Importance of using sequence components
In the sequence components method, any kind of network either unbalanced or balanced, is reduced to three balanced symmetrical components. Analysis of a balanced system is fairly easy when compared with unbalanced systems. Fault values of a large system are very high, and are difficult to measure and dangerous to deal with. Large circuits can be represented by reducing them down to measurable values through symmetrical components. This is one of main advantage of a using the symmetrical components.
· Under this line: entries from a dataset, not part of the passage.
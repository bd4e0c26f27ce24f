use std::collections::{BTreeMap, HashSet};

use crate::config::{BundlingConfig, RouteStrategy};
use crate::error::{LayoutError, Warning};
use crate::geometry::{Point, Segment};
use crate::graph::{Edge, Graph};

use super::routing::node_position;
use super::spline::smooth_path;

/// Floor for squared control-point distances in the electrostatic term.
const MIN_FORCE_DISTANCE_SQUARED: f32 = 1e-12;
/// Floor for displacement norms before they are used as divisors.
const MIN_STEP_NORM: f32 = 1e-12;

/// A compatible edge pair: indices into the canonical edge list, the
/// product compatibility score, and whether the second chain has to be
/// iterated in reverse order when forces are exchanged.
#[derive(Debug, Clone, Copy)]
struct CompatiblePair {
    first: usize,
    second: usize,
    score: f32,
    reverse: bool,
}

/// Force-directed edge bundling after Holten & van Wijk: edges with
/// similar geometry are attracted towards each other and settle into
/// shared curved bundles. Instead of doubling the control point count per
/// cycle, a new point is inserted between each existing pair.
///
/// Self-loops cannot be bundled (they have no direction) and are skipped
/// with a warning. Bidirectional pairs are collapsed to one canonical
/// direction and the reverse path is reconstructed by reversal. Each
/// connected component is bundled independently.
pub(super) fn bundled_edge_paths(
    graph: &Graph,
    positions: &BTreeMap<String, Point>,
    config: &BundlingConfig,
    resolution: usize,
    warnings: &mut Vec<Warning>,
) -> Result<BTreeMap<Edge, Vec<Point>>, LayoutError> {
    let components = graph.connected_components();
    if components.len() <= 1 {
        return bundle_component(graph, positions, config, resolution, warnings);
    }
    let mut paths = BTreeMap::new();
    for component in components {
        let subgraph = graph.component_subgraph(&component);
        paths.extend(bundle_component(
            &subgraph, positions, config, resolution, warnings,
        )?);
    }
    Ok(paths)
}

fn bundle_component(
    graph: &Graph,
    positions: &BTreeMap<String, Point>,
    config: &BundlingConfig,
    resolution: usize,
    warnings: &mut Vec<Warning>,
) -> Result<BTreeMap<Edge, Vec<Point>>, LayoutError> {
    // Bundling is undefined for zero-length edges.
    let mut edges = Vec::new();
    for edge in graph.edges() {
        if Graph::is_self_loop(edge) {
            tracing::warn!(source = %edge.0, "skipping self-loop in edge bundling");
            warnings.push(Warning::SelfLoopSkipped {
                edge: edge.clone(),
                strategy: RouteStrategy::Bundled,
            });
        } else {
            edges.push(edge.clone());
        }
    }

    // Collapse bidirectional pairs onto one canonical direction.
    let mut canonical: Vec<Edge> = Vec::new();
    let mut canonical_set: HashSet<Edge> = HashSet::new();
    let mut reverse_edges: Vec<Edge> = Vec::new();
    for edge in edges {
        let reverse = (edge.1.clone(), edge.0.clone());
        if canonical_set.contains(&reverse) {
            reverse_edges.push(edge);
        } else {
            canonical_set.insert(edge.clone());
            canonical.push(edge);
        }
    }

    let segments = canonical
        .iter()
        .map(|edge| {
            Ok(Segment::new(
                node_position(positions, &edge.0)?,
                node_position(positions, &edge.1)?,
            ))
        })
        .collect::<Result<Vec<_>, LayoutError>>()?;

    // Shorter edges are stiffer and resist bending more.
    let stiffness: Vec<f32> = segments
        .iter()
        .map(|segment| config.k / segment.length)
        .collect();

    let pairs = compatible_pairs(&segments, config.compatibility_threshold);

    let mut chains: Vec<Vec<Point>> = segments
        .iter()
        .map(|segment| vec![segment.p0, segment.p1])
        .collect();

    let _span = tracing::debug_span!(
        "bundle_edges",
        edges = canonical.len(),
        pairs = pairs.len()
    )
    .entered();

    let mut step_size = config.step_size;
    let mut iterations = config.total_iterations;
    for _ in 0..config.total_cycles {
        for chain in &mut chains {
            *chain = subdivide(chain);
        }
        for _ in 0..iterations {
            let mut forces = spring_forces(&chains, &stiffness);
            electrostatic_forces(&chains, &pairs, &mut forces);
            apply_forces(&mut chains, &forces, step_size);
        }
        step_size /= 2.0;
        iterations = iterations * 2 / 3;
    }

    if config.straighten_by > 0.0 {
        for chain in &mut chains {
            straighten(chain, config.straighten_by);
        }
    }

    let mut paths: BTreeMap<Edge, Vec<Point>> = canonical
        .into_iter()
        .zip(&chains)
        .map(|(edge, chain)| (edge, smooth_path(chain, resolution)))
        .collect();

    // Add the previously collapsed bi-directional edges back in.
    for edge in reverse_edges {
        let reverse = (edge.1.clone(), edge.0.clone());
        let mut path = paths[&reverse].clone();
        path.reverse();
        paths.insert(edge, path);
    }
    Ok(paths)
}

/// Compatibility of every edge pair, short-circuited on any factor that
/// drops the running product below the threshold to bound the O(E^2) cost.
fn compatible_pairs(segments: &[Segment], threshold: f32) -> Vec<CompatiblePair> {
    let _span = tracing::debug_span!("edge_compatibility", edges = segments.len()).entered();
    let mut pairs = Vec::new();
    for first in 0..segments.len() {
        for second in first + 1..segments.len() {
            let p = &segments[first];
            let q = &segments[second];
            let Some(score) = compatibility_score(p, q, threshold) else {
                continue;
            };

            // Whether one chain runs counter to the other: compare
            // source-source/target-target against source-target pairings.
            let aligned = p.p0.distance(q.p0).min(p.p1.distance(q.p1));
            let crossed = p.p0.distance(q.p1).min(p.p1.distance(q.p0));
            pairs.push(CompatiblePair {
                first,
                second,
                score,
                reverse: aligned > crossed,
            });
        }
    }
    pairs
}

/// Product of the four compatibility factors, or `None` as soon as the
/// running product falls below `threshold`.
fn compatibility_score(p: &Segment, q: &Segment, threshold: f32) -> Option<f32> {
    let mut score = scale_compatibility(p, q);
    if score < threshold {
        return None;
    }
    score *= position_compatibility(p, q);
    if score < threshold {
        return None;
    }
    score *= angle_compatibility(p, q);
    if score < threshold {
        return None;
    }
    score *= visibility_compatibility(p, q);
    if score < threshold {
        return None;
    }
    Some(score)
}

/// High when the segments are nearly parallel or antiparallel.
fn angle_compatibility(p: &Segment, q: &Segment) -> f32 {
    p.unit_vector.dot(q.unit_vector).clamp(-1.0, 1.0).abs()
}

/// High when the segment lengths are similar. This uses the corrected
/// formula from Graser et al. (2019); the original paper's version is not
/// confined to [0, 1].
fn scale_compatibility(p: &Segment, q: &Segment) -> f32 {
    let average = 0.5 * (p.length + q.length);
    2.0 / (average / p.length.min(q.length) + p.length.max(q.length) / average)
}

/// High when the segment midpoints are close.
fn position_compatibility(p: &Segment, q: &Segment) -> f32 {
    let average = 0.5 * (p.length + q.length);
    average / (average + p.midpoint.distance(q.midpoint))
}

/// Low when bundling the pair would occlude one of the end points.
fn visibility_compatibility(p: &Segment, q: &Segment) -> f32 {
    visibility(p, q).min(visibility(q, p))
}

fn visibility(p: &Segment, q: &Segment) -> f32 {
    let projection = Segment::new(p.project(q.p0), p.project(q.p1));
    let displacement = p.midpoint.distance(projection.midpoint);
    (1.0 - 2.0 * displacement / projection.length).max(0.0)
}

/// Insert a new control point at the midpoint of every adjacent pair,
/// growing a chain of n points to 2(n-1)+1.
fn subdivide(chain: &[Point]) -> Vec<Point> {
    let mut subdivided = Vec::with_capacity(2 * chain.len() - 1);
    for pair in chain.windows(2) {
        subdivided.push(pair[0]);
        subdivided.push(pair[0].lerp(pair[1], 0.5));
    }
    subdivided.push(*chain.last().unwrap());
    subdivided
}

/// Spring force pulling each interior control point towards the midpoint
/// of its neighbours, scaled by the edge stiffness per segment.
fn spring_forces(chains: &[Vec<Point>], stiffness: &[f32]) -> Vec<Vec<Point>> {
    chains
        .iter()
        .zip(stiffness)
        .map(|(chain, &k_edge)| {
            let mut forces = vec![Point::ZERO; chain.len()];
            let k_point = k_edge / (chain.len() - 1) as f32;
            for i in 1..chain.len() - 1 {
                let delta = (chain[i - 1] - chain[i]) + (chain[i + 1] - chain[i]);
                forces[i] = delta * k_point;
            }
            forces
        })
        .collect()
}

/// Electrostatic attraction between corresponding control points of every
/// compatible pair, inversely proportional to their squared distance. The
/// two endpoint anchors of each chain never move.
fn electrostatic_forces(chains: &[Vec<Point>], pairs: &[CompatiblePair], forces: &mut [Vec<Point>]) {
    for pair in pairs {
        let total = chains[pair.first].len();
        for i in 1..total - 1 {
            let j = if pair.reverse { total - 1 - i } else { i };
            let delta = chains[pair.second][j] - chains[pair.first][i];
            let distance_squared = delta.norm_squared().max(MIN_FORCE_DISTANCE_SQUARED);
            let displacement = delta * (pair.score / distance_squared);
            forces[pair.first][i] += displacement;
            forces[pair.second][j] -= displacement;
        }
    }
}

/// Move every interior control point along its net force, clamped to the
/// current step size.
fn apply_forces(chains: &mut [Vec<Point>], forces: &[Vec<Point>], step_size: f32) {
    for (chain, chain_forces) in chains.iter_mut().zip(forces) {
        for i in 1..chain.len() - 1 {
            let norm = chain_forces[i].norm().max(MIN_STEP_NORM);
            chain[i] += chain_forces[i] * (norm.min(step_size) / norm);
        }
    }
}

/// Blend a path with the straight line between its end points.
fn straighten(chain: &mut [Point], straighten_by: f32) {
    let first = chain[0];
    let last = *chain.last().unwrap();
    let total = chain.len();
    for (i, point) in chain.iter_mut().enumerate() {
        let straight = first.lerp(last, i as f32 / (total - 1) as f32);
        *point = *point * (1.0 - straighten_by) + straight * straighten_by;
    }
}
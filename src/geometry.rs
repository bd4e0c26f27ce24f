use std::ops::{Add, AddAssign, Div, Mul, Neg, Sub, SubAssign};

use serde::{Deserialize, Serialize};

/// Minimum inter-point distance during force computations. Distances below
/// this are floored to avoid division-by-zero singularities.
pub const MIN_DISTANCE: f32 = 0.01;

/// Floor applied to segment lengths so coincident endpoints never divide by
/// zero in compatibility scoring.
const MIN_SEGMENT_LENGTH: f32 = 1e-6;

/// A finite 2D coordinate.
#[derive(Debug, Clone, Copy, PartialEq, Default, Serialize, Deserialize)]
pub struct Point {
    pub x: f32,
    pub y: f32,
}

impl Point {
    pub const ZERO: Point = Point { x: 0.0, y: 0.0 };

    pub fn new(x: f32, y: f32) -> Self {
        Self { x, y }
    }

    pub fn from_angle(angle: f32) -> Self {
        Self {
            x: angle.cos(),
            y: angle.sin(),
        }
    }

    pub fn norm(self) -> f32 {
        (self.x * self.x + self.y * self.y).sqrt()
    }

    pub fn norm_squared(self) -> f32 {
        self.x * self.x + self.y * self.y
    }

    pub fn distance(self, other: Point) -> f32 {
        (other - self).norm()
    }

    pub fn dot(self, other: Point) -> f32 {
        self.x * other.x + self.y * other.y
    }

    /// Unit vector in the same direction, or zero for a zero vector.
    pub fn normalized(self) -> Point {
        let norm = self.norm();
        if norm > 0.0 { self / norm } else { Point::ZERO }
    }

    /// Unit vector orthogonal to this one (rotated a quarter turn
    /// counter-clockwise), or zero for a zero vector.
    pub fn orthogonal(self) -> Point {
        Point::new(-self.y, self.x).normalized()
    }

    /// Angle of the vector in radians, measured from the positive x axis.
    pub fn angle(self) -> f32 {
        self.y.atan2(self.x)
    }

    pub fn lerp(self, other: Point, fraction: f32) -> Point {
        self + (other - self) * fraction
    }

    pub fn is_finite(self) -> bool {
        self.x.is_finite() && self.y.is_finite()
    }
}

impl Add for Point {
    type Output = Point;

    fn add(self, rhs: Point) -> Point {
        Point::new(self.x + rhs.x, self.y + rhs.y)
    }
}

impl AddAssign for Point {
    fn add_assign(&mut self, rhs: Point) {
        self.x += rhs.x;
        self.y += rhs.y;
    }
}

impl Sub for Point {
    type Output = Point;

    fn sub(self, rhs: Point) -> Point {
        Point::new(self.x - rhs.x, self.y - rhs.y)
    }
}

impl SubAssign for Point {
    fn sub_assign(&mut self, rhs: Point) {
        self.x -= rhs.x;
        self.y -= rhs.y;
    }
}

impl Mul<f32> for Point {
    type Output = Point;

    fn mul(self, rhs: f32) -> Point {
        Point::new(self.x * rhs, self.y * rhs)
    }
}

impl Div<f32> for Point {
    type Output = Point;

    fn div(self, rhs: f32) -> Point {
        Point::new(self.x / rhs, self.y / rhs)
    }
}

impl Neg for Point {
    type Output = Point;

    fn neg(self) -> Point {
        Point::new(-self.x, -self.y)
    }
}

impl From<(f32, f32)> for Point {
    fn from(value: (f32, f32)) -> Self {
        Point::new(value.0, value.1)
    }
}

/// Read-only view of an edge's straight-line geometry, recomputed per call
/// and used by the bundling compatibility measures.
#[derive(Debug, Clone, Copy)]
pub struct Segment {
    pub p0: Point,
    pub p1: Point,
    pub vector: Point,
    pub length: f32,
    pub unit_vector: Point,
    pub midpoint: Point,
}

impl Segment {
    pub fn new(p0: Point, p1: Point) -> Self {
        let vector = p1 - p0;
        let length = vector.norm().max(MIN_SEGMENT_LENGTH);
        Self {
            p0,
            p1,
            vector,
            length,
            unit_vector: vector / length,
            midpoint: p0 + vector * 0.5,
        }
    }

    /// Orthogonal projection of `point` onto the line extending the segment.
    pub fn project(&self, point: Point) -> Point {
        let t = (point - self.p0).dot(self.vector) / (self.length * self.length);
        self.p0 + self.vector * t
    }
}

#[cfg(test)]
mod tests {
    use super::*;

    #[test]
    fn orthogonal_is_unit_and_perpendicular() {
        let v = Point::new(3.0, 4.0);
        let orth = v.orthogonal();
        assert!((orth.norm() - 1.0).abs() < 1e-6);
        assert!(v.dot(orth).abs() < 1e-6);
    }

    #[test]
    fn segment_projection_lands_on_line() {
        let segment = Segment::new(Point::new(0.0, 0.0), Point::new(2.0, 0.0));
        let projected = segment.project(Point::new(1.0, 5.0));
        assert!((projected.x - 1.0).abs() < 1e-6);
        assert!(projected.y.abs() < 1e-6);
    }

    #[test]
    fn segment_midpoint_halves_the_chord() {
        let segment = Segment::new(Point::new(1.0, 1.0), Point::new(3.0, 5.0));
        assert!((segment.midpoint.x - 2.0).abs() < 1e-6);
        assert!((segment.midpoint.y - 3.0).abs() < 1e-6);
    }

    #[test]
    fn zero_vector_normalizes_to_zero() {
        assert_eq!(Point::ZERO.normalized(), Point::ZERO);
        assert_eq!(Point::ZERO.orthogonal(), Point::ZERO);
    }
}
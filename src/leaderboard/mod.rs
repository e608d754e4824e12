//! Top-score board: payload validation, a JSON-file store, the HTTP
//! service that fronts it and the client the game uses to submit runs.

pub mod client;
pub mod model;
pub mod server;
pub mod store;

pub use client::LeaderboardClient;
pub use model::{LeaderboardEntry, NewLeaderboardEntry, ValidationError, clamp_limit};
pub use server::serve;
pub use store::LeaderboardStore;
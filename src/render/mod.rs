pub mod renderer;

pub use renderer::{Renderer, board_area};
use serde::{Deserialize, Serialize};
use std::fs;
use std::path::{Path, PathBuf};
use std::sync::{Arc, Mutex};
use tokio::runtime::Handle;

use super::{StorageError, write_json_atomic};

/// Single-slot store for the best score ever reached on this machine
pub trait HighScoreStore: Send {
    fn best(&self) -> u32;
    fn record(&mut self, score: u32) -> Result<(), StorageError>;
}

#[derive(Debug, Default, Serialize, Deserialize)]
struct HighScoreFile {
    best: u32,
}

/// JSON file in the data directory. Missing or unreadable files count as 0.
///
/// Inside a tokio runtime the file write runs on the blocking pool so the
/// frame loop never waits on disk; outside one it is written in place.
#[derive(Debug)]
pub struct FileHighScoreStore {
    path: PathBuf,
    best: u32,
    write_lock: Arc<Mutex<()>>,
}

fn read_best(path: &Path) -> u32 {
    fs::read_to_string(path)
        .ok()
        .and_then(|raw| serde_json::from_str::<HighScoreFile>(&raw).ok())
        .map(|file| file.best)
        .unwrap_or(0)
}

/// Writes are serialized and never lower the stored best
fn persist(path: &Path, write_lock: &Mutex<()>, score: u32) -> Result<(), StorageError> {
    let _guard = write_lock.lock().unwrap_or_else(|e| e.into_inner());
    if read_best(path) >= score {
        return Ok(());
    }
    write_json_atomic(path, &HighScoreFile { best: score })?;
    tracing::info!(path = ?path, best = score, "high score saved");
    Ok(())
}

impl FileHighScoreStore {
    pub fn open(path: &Path) -> Self {
        let best = read_best(path);
        tracing::debug!(path = ?path, best, "loaded high score");
        Self {
            path: path.to_path_buf(),
            best,
            write_lock: Arc::new(Mutex::new(())),
        }
    }
}

impl HighScoreStore for FileHighScoreStore {
    fn best(&self) -> u32 {
        self.best
    }

    fn record(&mut self, score: u32) -> Result<(), StorageError> {
        let Ok(handle) = Handle::try_current() else {
            persist(&self.path, &self.write_lock, score)?;
            self.best = score;
            return Ok(());
        };

        self.best = score;
        let path = self.path.clone();
        let write_lock = Arc::clone(&self.write_lock);
        handle.spawn_blocking(move || {
            if let Err(e) = persist(&path, &write_lock, score) {
                tracing::warn!(error = %e, "failed to save high score");
            }
        });
        Ok(())
    }
}

#[derive(Debug, Default)]
pub struct MemoryHighScoreStore {
    best: u32,
}

impl MemoryHighScoreStore {
    pub fn with_best(best: u32) -> Self {
        Self { best }
    }
}

impl HighScoreStore for MemoryHighScoreStore {
    fn best(&self) -> u32 {
        self.best
    }

    fn record(&mut self, score: u32) -> Result<(), StorageError> {
        self.best = score;
        Ok(())
    }
}
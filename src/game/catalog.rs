//! Startup catalog and spawn selection.

use rand::Rng;
use rand::seq::SliceRandom;
use serde::{Deserialize, Serialize};
use std::collections::HashSet;

use super::grid::{Grid, Position};

/// Funding stage of a startup. Ordered by value.
#[derive(Debug, Clone, Copy, PartialEq, Eq, PartialOrd, Ord, Hash, Serialize, Deserialize)]
#[serde(rename_all = "camelCase")]
pub enum Tier {
    Seed,
    SeriesA,
    SeriesB,
    Unicorn,
}

impl Tier {
    pub const ALL: [Tier; 4] = [Tier::Seed, Tier::SeriesA, Tier::SeriesB, Tier::Unicorn];

    /// Reward in $M
    pub fn value(&self) -> u32 {
        match self {
            Tier::Seed => 5,
            Tier::SeriesA => 10,
            Tier::SeriesB => 20,
            Tier::Unicorn => 50,
        }
    }

    pub fn label(&self) -> &'static str {
        match self {
            Tier::Seed => "Seed",
            Tier::SeriesA => "Series A",
            Tier::SeriesB => "Series B",
            Tier::Unicorn => "Unicorn",
        }
    }
}

#[derive(Debug, Clone, Copy, PartialEq, Eq)]
pub struct CatalogEntry {
    pub name: &'static str,
    pub sector: &'static str,
    pub tier: Tier,
}

const fn entry(name: &'static str, sector: &'static str, tier: Tier) -> CatalogEntry {
    CatalogEntry { name, sector, tier }
}

pub const STARTUP_CATALOG: [CatalogEntry; 25] = [
    entry("Stripe", "Fintech", Tier::Unicorn),
    entry("OpenAI", "AI", Tier::Unicorn),
    entry("Figma", "Design", Tier::Unicorn),
    entry("Notion", "Productivity", Tier::SeriesB),
    entry("Linear", "Dev Tools", Tier::SeriesB),
    entry("Vercel", "Infra", Tier::SeriesB),
    entry("Loom", "Video", Tier::SeriesA),
    entry("Descript", "Audio/Video", Tier::SeriesA),
    entry("Clerk", "Auth", Tier::SeriesA),
    entry("Resend", "Email", Tier::Seed),
    entry("PlanetScale", "Database", Tier::SeriesA),
    entry("Railway", "Infra", Tier::Seed),
    entry("Raycast", "Productivity", Tier::SeriesA),
    entry("Retool", "No-Code", Tier::SeriesB),
    entry("Supabase", "Database", Tier::SeriesB),
    entry("Neon", "Database", Tier::Seed),
    entry("Loops", "Marketing", Tier::Seed),
    entry("Cal.com", "Scheduling", Tier::Seed),
    entry("Typefully", "Content", Tier::Seed),
    entry("Pika Labs", "AI/Video", Tier::SeriesA),
    entry("Perplexity", "AI Search", Tier::SeriesB),
    entry("Cursor", "Dev Tools", Tier::SeriesB),
    entry("Replit", "Dev Tools", Tier::Unicorn),
    entry("Anthropic", "AI", Tier::Unicorn),
    entry("Midjourney", "AI/Art", Tier::SeriesA),
];

/// A startup sitting on the board, waiting to be acquired
#[derive(Debug, Clone, PartialEq, Eq, Serialize, Deserialize)]
pub struct Item {
    pub pos: Position,
    pub name: String,
    pub sector: String,
    pub tier: Tier,
    pub value: u32,
}

impl Item {
    pub fn from_entry(entry: &CatalogEntry, pos: Position) -> Self {
        Self {
            pos,
            name: entry.name.to_string(),
            sector: entry.sector.to_string(),
            tier: entry.tier,
            value: entry.tier.value(),
        }
    }
}

/// Picks what spawns next and where.
#[derive(Debug, Clone, Copy)]
pub struct EntityPool {
    catalog: &'static [CatalogEntry],
}

impl Default for EntityPool {
    fn default() -> Self {
        Self::new(&STARTUP_CATALOG)
    }
}

impl EntityPool {
    pub fn new(catalog: &'static [CatalogEntry]) -> Self {
        Self { catalog }
    }

    /// Spawn one item on a free cell.
    ///
    /// Names already live on the board are avoided while unused names remain;
    /// once the catalog is exhausted any entry may repeat. `occupied` must list
    /// every snake cell, and live item positions are excluded as well.
    /// Returns `None` only when the board has no free cell left.
    pub fn spawn<R: Rng>(
        &self,
        rng: &mut R,
        grid: &Grid,
        occupied: &[Position],
        live: &[Item],
    ) -> Option<Item> {
        let live_names: HashSet<&str> = live.iter().map(|item| item.name.as_str()).collect();
        let unused: Vec<&CatalogEntry> = self
            .catalog
            .iter()
            .filter(|entry| !live_names.contains(entry.name))
            .collect();

        let pick = match unused.choose(rng) {
            Some(entry) => *entry,
            None => self.catalog.choose(rng)?,
        };

        let mut blocked: HashSet<Position> = occupied
            .iter()
            .copied()
            .filter(|&pos| grid.contains(pos))
            .collect();
        blocked.extend(live.iter().map(|item| item.pos));
        if blocked.len() >= grid.area() {
            return None;
        }

        let pos = loop {
            let candidate = Position::new(
                rng.gen_range(0..grid.cols()) as i32,
                rng.gen_range(0..grid.rows()) as i32,
            );
            if !blocked.contains(&candidate) {
                break candidate;
            }
        };

        Some(Item::from_entry(pick, pos))
    }
}
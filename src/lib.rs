//! VC Snake - a terminal snake game where the snake acquires startups
//!
//! This library provides:
//! - Core game logic and the tick scheduler (game module)
//! - High-score persistence (storage module)
//! - TUI rendering and input mapping (render, input modules)
//! - The leaderboard service and client (leaderboard module)
//! - Execution modes: play and serve (modes module)

pub mod game;
pub mod input;
pub mod leaderboard;
pub mod metrics;
pub mod modes;
pub mod render;
pub mod storage;
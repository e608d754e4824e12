use std::time::{Duration, Instant};

use crate::game::FinalSummary;

/// Per-session counters shown in the HUD
pub struct GameMetrics {
    pub run_started: Option<Instant>,
    pub elapsed_time: Duration,
    pub games_played: u32,
    pub startups_acquired: usize,
    pub best_session_score: u32,
}

impl GameMetrics {
    pub fn new() -> Self {
        Self {
            run_started: None,
            elapsed_time: Duration::ZERO,
            games_played: 0,
            startups_acquired: 0,
            best_session_score: 0,
        }
    }

    /// Advance the run clock. Frozen while no run is active.
    pub fn update(&mut self, now: Instant) {
        if let Some(start) = self.run_started {
            self.elapsed_time = now.saturating_duration_since(start);
        }
    }

    pub fn on_game_start(&mut self, now: Instant) {
        self.run_started = Some(now);
        self.elapsed_time = Duration::ZERO;
    }

    pub fn on_game_over(&mut self, summary: &FinalSummary, now: Instant) {
        self.update(now);
        self.run_started = None;
        self.games_played += 1;
        self.startups_acquired += summary.startups();
        self.best_session_score = self.best_session_score.max(summary.score);
    }

    pub fn format_time(&self) -> String {
        let total_secs = self.elapsed_time.as_secs();
        let minutes = total_secs / 60;
        let seconds = total_secs % 60;
        format!("{:02}:{:02}", minutes, seconds)
    }
}

impl Default for GameMetrics {
    fn default() -> Self {
        Self::new()
    }
}

#[cfg(test)]
mod tests {
    use super::*;
    use crate::game::{AcquiredRecord, CollisionType, Tier};

    fn summary(score: u32, startups: usize) -> FinalSummary {
        let record = AcquiredRecord {
            name: "Loom".to_string(),
            sector: "Video".to_string(),
            tier: Tier::SeriesA,
            value: 10,
        };
        FinalSummary {
            score,
            level: 1,
            portfolio: vec![record; startups],
            collision: CollisionType::SelfCollision,
            previous_best: 0,
            new_record: false,
        }
    }

    #[test]
    fn test_time_formatting() {
        let mut metrics = GameMetrics::new();
        metrics.elapsed_time = Duration::from_secs(125);
        assert_eq!(metrics.format_time(), "02:05");

        metrics.elapsed_time = Duration::from_secs(0);
        assert_eq!(metrics.format_time(), "00:00");

        metrics.elapsed_time = Duration::from_secs(3661);
        assert_eq!(metrics.format_time(), "61:01");
    }

    #[test]
    fn test_clock_stops_at_game_over() {
        let t0 = Instant::now();
        let mut metrics = GameMetrics::new();
        metrics.on_game_start(t0);
        metrics.update(t0 + Duration::from_secs(30));
        assert_eq!(metrics.elapsed_time, Duration::from_secs(30));

        metrics.on_game_over(&summary(20, 2), t0 + Duration::from_secs(42));
        metrics.update(t0 + Duration::from_secs(90));
        assert_eq!(metrics.elapsed_time, Duration::from_secs(42));
    }

    #[test]
    fn test_session_totals() {
        let t0 = Instant::now();
        let mut metrics = GameMetrics::new();

        metrics.on_game_over(&summary(30, 3), t0);
        metrics.on_game_over(&summary(10, 1), t0);

        assert_eq!(metrics.games_played, 2);
        assert_eq!(metrics.startups_acquired, 4);
        assert_eq!(metrics.best_session_score, 30);
    }

    #[test]
    fn test_game_start_resets_time() {
        let t0 = Instant::now();
        let mut metrics = GameMetrics::new();
        metrics.on_game_start(t0);
        metrics.update(t0 + Duration::from_secs(5));

        metrics.on_game_start(t0 + Duration::from_secs(6));
        assert_eq!(metrics.elapsed_time, Duration::ZERO);
    }
}
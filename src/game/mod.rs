//! Core game logic for VC Snake
//!
//! Everything in here is free of terminal I/O so it can be driven by the
//! interactive mode or directly from tests.

pub mod catalog;
pub mod config;
pub mod direction;
pub mod engine;
pub mod grid;
pub mod notice;
pub mod scheduler;
pub mod state;

// Re-export commonly used types
pub use catalog::{CatalogEntry, EntityPool, Item, STARTUP_CATALOG, Tier};
pub use config::{GameConfig, MAX_GRID_SIDE};
pub use direction::Direction;
pub use engine::{GameEngine, StepInfo, StepResult};
pub use grid::{Grid, Position};
pub use notice::Notice;
pub use scheduler::{FrameDecision, FrameTicket, TickScheduler, interval_for_score};
pub use state::{
    AcquiredRecord, CollisionType, FinalSummary, Phase, RunState, Snake, level_for_score,
    tier_counts,
};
Any kind of unbalanced system can be represented by symmetrical components of the positive, negative and zero sequences. Any element of the power system can be represented through a combination of impedances and voltage sources when symmetrical analyzing methods are employed. Calculations and the analysis of large scale systems become very easy due to reduction in complexity.
Relationship between the sequence impedance of generator, transformer and
transmission lines
Generator
The generator has different impedance values for positive sequence, negative sequence and zero sequence. This is because the impedance of rotating machines to the currents of the three sequences will generally be different for each sequence. The generator has a specific direction of rotation and the sequence considered may either have the same direction or the opposite direction. Thus the rotational EMF generated for the positive sequence and the negative sequence would also be different.
Transmission Lines
Transmission lines have same impedance values for both positive and negative sequences. The zero sequence impedance is different than positive or negative sequence values and zero sequence paths are involved with earth loop or earth return paths.
Transformer
The positive sequence, negative sequence & zero sequence impedances of transformer are equal regardless of transformer type as it does not have an inherent direction. However the zero sequence impedance of the unit may differ slightly from positive & negative sequence impedances as zero sequence paths across the windings of a transformer depend on the winding connection and even grounding impedance.